= Beginning of Section =
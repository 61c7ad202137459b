//! Asset Store Module
//!
//! 証明書の描画に使うロゴ画像と本文フォントの読み込み。

use std::collections::HashMap;
use std::path::{Path, PathBuf};

use crate::api::Letterhead;
use crate::error::GradeDocError;
use crate::render::{BodyFont, CertificateAssets, RasterImage};

/// 名前付きアセットの読み込み元
///
/// 見つからないアセットは`GradeDocError::AssetMissing`として返します。
pub trait AssetStore: Send + Sync {
    /// アセットをバイト列として読み込む
    fn load_asset(&self, name: &str) -> Result<Vec<u8>, GradeDocError>;
}

/// ディレクトリ配下のファイルをアセットとして読み込む
#[derive(Debug, Clone)]
pub struct FsAssetStore {
    root: PathBuf,
}

impl FsAssetStore {
    pub fn new(root: impl Into<PathBuf>) -> Self {
        Self { root: root.into() }
    }

    pub fn root(&self) -> &Path {
        &self.root
    }
}

impl AssetStore for FsAssetStore {
    fn load_asset(&self, name: &str) -> Result<Vec<u8>, GradeDocError> {
        // ルートの外を指す名前は存在しないものとして扱う
        let relative = Path::new(name);
        let escapes = relative.is_absolute()
            || relative
                .components()
                .any(|c| !matches!(c, std::path::Component::Normal(_)));
        if name.is_empty() || escapes {
            return Err(GradeDocError::AssetMissing {
                name: name.to_string(),
            });
        }

        let path = self.root.join(relative);
        match std::fs::read(&path) {
            Ok(bytes) => {
                tracing::debug!(asset = name, bytes = bytes.len(), "asset loaded");
                Ok(bytes)
            }
            Err(e) if e.kind() == std::io::ErrorKind::NotFound => {
                Err(GradeDocError::AssetMissing {
                    name: name.to_string(),
                })
            }
            Err(e) => Err(e.into()),
        }
    }
}

/// メモリ上のアセット（テスト・組み込み用）
#[derive(Debug, Clone, Default)]
pub struct MemoryAssetStore {
    assets: HashMap<String, Vec<u8>>,
}

impl MemoryAssetStore {
    pub fn new() -> Self {
        Self::default()
    }

    /// アセットを追加する
    pub fn with_asset(mut self, name: impl Into<String>, bytes: impl Into<Vec<u8>>) -> Self {
        self.assets.insert(name.into(), bytes.into());
        self
    }
}

impl AssetStore for MemoryAssetStore {
    fn load_asset(&self, name: &str) -> Result<Vec<u8>, GradeDocError> {
        self.assets
            .get(name)
            .cloned()
            .ok_or_else(|| GradeDocError::AssetMissing {
                name: name.to_string(),
            })
    }
}

/// レターヘッドが参照するロゴとフォントを読み込み、デコードする
///
/// # 引数
///
/// * `store` - アセットの読み込み元
/// * `letterhead` - `logo_asset`と`body_font_asset`を参照する
///
/// # 戻り値
///
/// * `Ok(CertificateAssets)` - 両方の読み込みとデコードに成功した場合
/// * `Err(GradeDocError::AssetMissing)` - どちらかが存在しない場合
/// * `Err(GradeDocError::Render)` - 画像またはフォントとしてデコードできない場合
pub fn load_certificate_assets(
    store: &dyn AssetStore,
    letterhead: &Letterhead,
) -> Result<CertificateAssets, GradeDocError> {
    let logo_bytes = store.load_asset(&letterhead.logo_asset)?;
    let font_bytes = store.load_asset(&letterhead.body_font_asset)?;

    Ok(CertificateAssets {
        logo: decode_logo(&letterhead.logo_asset, &logo_bytes)?,
        body_font: BodyFont::parse(&letterhead.body_font_asset, font_bytes)?,
    })
}

/// 画像をRGBとアルファに分解する（完全に不透明ならアルファは持たない）
fn decode_logo(name: &str, bytes: &[u8]) -> Result<RasterImage, GradeDocError> {
    let decoded = image::load_from_memory(bytes)
        .map_err(|e| GradeDocError::Render(format!("Cannot decode image '{}': {}", name, e)))?
        .to_rgba8();
    let (width, height) = decoded.dimensions();

    let pixels = decoded.as_raw();
    let mut rgb = Vec::with_capacity(pixels.len() / 4 * 3);
    let mut alpha = Vec::with_capacity(pixels.len() / 4);
    for px in pixels.chunks_exact(4) {
        rgb.extend_from_slice(&px[..3]);
        alpha.push(px[3]);
    }
    let alpha = if alpha.iter().all(|&a| a == u8::MAX) {
        None
    } else {
        Some(alpha)
    };

    Ok(RasterImage {
        width,
        height,
        rgb,
        alpha,
    })
}

#[cfg(test)]
mod tests {
    use super::*;
    use image::{ImageFormat, Rgba, RgbaImage};
    use std::io::Cursor;

    fn png(alpha: u8) -> Vec<u8> {
        let image = RgbaImage::from_pixel(4, 2, Rgba([10, 20, 30, alpha]));
        let mut bytes = Vec::new();
        image
            .write_to(&mut Cursor::new(&mut bytes), ImageFormat::Png)
            .unwrap();
        bytes
    }

    #[test]
    fn test_decode_opaque_logo() {
        let logo = decode_logo("logo.png", &png(255)).unwrap();
        assert_eq!(logo.dimensions(), (4, 2));
        assert_eq!(logo.rgb.len(), 4 * 2 * 3);
        assert_eq!(&logo.rgb[..3], &[10, 20, 30]);
        assert!(logo.alpha.is_none());
    }

    #[test]
    fn test_decode_translucent_logo_keeps_alpha() {
        let logo = decode_logo("logo.png", &png(128)).unwrap();
        assert_eq!(logo.alpha.as_deref().map(<[u8]>::len), Some(8));
    }

    #[test]
    fn test_decode_rejects_garbage() {
        let result = decode_logo("logo.png", b"not an image");
        assert!(matches!(result, Err(GradeDocError::Render(_))));
    }

    #[test]
    fn test_memory_store_missing_asset() {
        let store = MemoryAssetStore::new().with_asset("logo.png", png(255));
        assert!(store.load_asset("logo.png").is_ok());
        let err = store.load_asset("body.ttf").unwrap_err();
        assert!(matches!(err, GradeDocError::AssetMissing { name } if name == "body.ttf"));
    }

    #[test]
    fn test_fs_store_missing_and_escaping_names() {
        let dir = tempfile::tempdir().unwrap();
        std::fs::write(dir.path().join("logo.png"), png(255)).unwrap();
        let store = FsAssetStore::new(dir.path());

        assert!(store.load_asset("logo.png").is_ok());
        assert!(matches!(
            store.load_asset("absent.png"),
            Err(GradeDocError::AssetMissing { .. })
        ));
        assert!(matches!(
            store.load_asset("../logo.png"),
            Err(GradeDocError::AssetMissing { .. })
        ));
    }

    #[test]
    fn test_load_certificate_assets_requires_both() {
        let letterhead = Letterhead::default();
        let store = MemoryAssetStore::new().with_asset(letterhead.logo_asset.clone(), png(255));
        let err = load_certificate_assets(&store, &letterhead).unwrap_err();
        assert!(matches!(err, GradeDocError::AssetMissing { name } if name == "body.ttf"));
    }
}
= End of Section =
» Try it
Identify every line above with the string "width" in it. Copy those lines.

» Solution for this problem
    let (width, height) = decoded.dimensions();
        width,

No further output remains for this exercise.